[[ SUPPLIED DATA, beginning ]]
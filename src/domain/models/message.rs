//! Transcript messages.

use std::collections::HashMap;

use serde::{Deserialize, Serialize};
use serde_json::Value;

/// Metadata key recording the node that was active when a message was produced.
pub const NODE_ID_KEY: &str = "node_id";

/// Metadata key recording which tool a system message answers.
pub const TOOL_NAME_KEY: &str = "tool_name";

/// Speaker of a transcript message. Tool results are `System` messages.
#[derive(Debug, Clone, Copy, PartialEq, Eq, Hash, Serialize, Deserialize)]
#[serde(rename_all = "lowercase")]
pub enum Role {
    Assistant,
    User,
    System,
}

impl Role {
    /// Lowercase label used in prompts and storage.
    pub fn as_str(&self) -> &'static str {
        match self {
            Self::Assistant => "assistant",
            Self::User => "user",
            Self::System => "system",
        }
    }
}

/// One entry in a transcript. Transcripts are append-only.
#[derive(Debug, Clone, PartialEq, Serialize, Deserialize)]
pub struct Message {
    /// Who produced the message.
    pub role: Role,
    /// Message text.
    pub content: String,
    /// Annotations such as the active node or the answered tool.
    #[serde(default, skip_serializing_if = "HashMap::is_empty")]
    pub metadata: HashMap<String, Value>,
}

impl Message {
    /// Message with no metadata.
    pub fn new(role: Role, content: impl Into<String>) -> Self {
        Self {
            role,
            content: content.into(),
            metadata: HashMap::new(),
        }
    }

    /// Agent message.
    pub fn assistant(content: impl Into<String>) -> Self {
        Self::new(Role::Assistant, content)
    }

    /// Simulated-user message.
    pub fn user(content: impl Into<String>) -> Self {
        Self::new(Role::User, content)
    }

    /// System message, used for tool results.
    pub fn system(content: impl Into<String>) -> Self {
        Self::new(Role::System, content)
    }

    /// Record the node that was active.
    pub fn with_node(mut self, node_id: &str) -> Self {
        self.metadata
            .insert(NODE_ID_KEY.to_string(), Value::String(node_id.to_string()));
        self
    }

    /// Record the tool this message answers.
    pub fn with_tool(mut self, tool_name: &str) -> Self {
        self.metadata
            .insert(TOOL_NAME_KEY.to_string(), Value::String(tool_name.to_string()));
        self
    }

    /// Node that was active when the message was produced.
    pub fn node_id(&self) -> Option<&str> {
        self.metadata.get(NODE_ID_KEY).and_then(Value::as_str)
    }
}

/// Render a transcript as `role: content` lines for prompts and excerpts.
pub fn format_transcript(transcript: &[Message]) -> String {
    transcript
        .iter()
        .map(|m| format!("{}: {}", m.role.as_str(), m.content))
        .collect::<Vec<_>>()
        .join("\n")
}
[[ SUPPLIED DATA, end ]]
WHAT YOU WILL DO>
Go through the records and copy each line with "used" in it.

TASK RESULT>
    /// Lowercase label used in prompts and storage.
    /// System message, used for tool results.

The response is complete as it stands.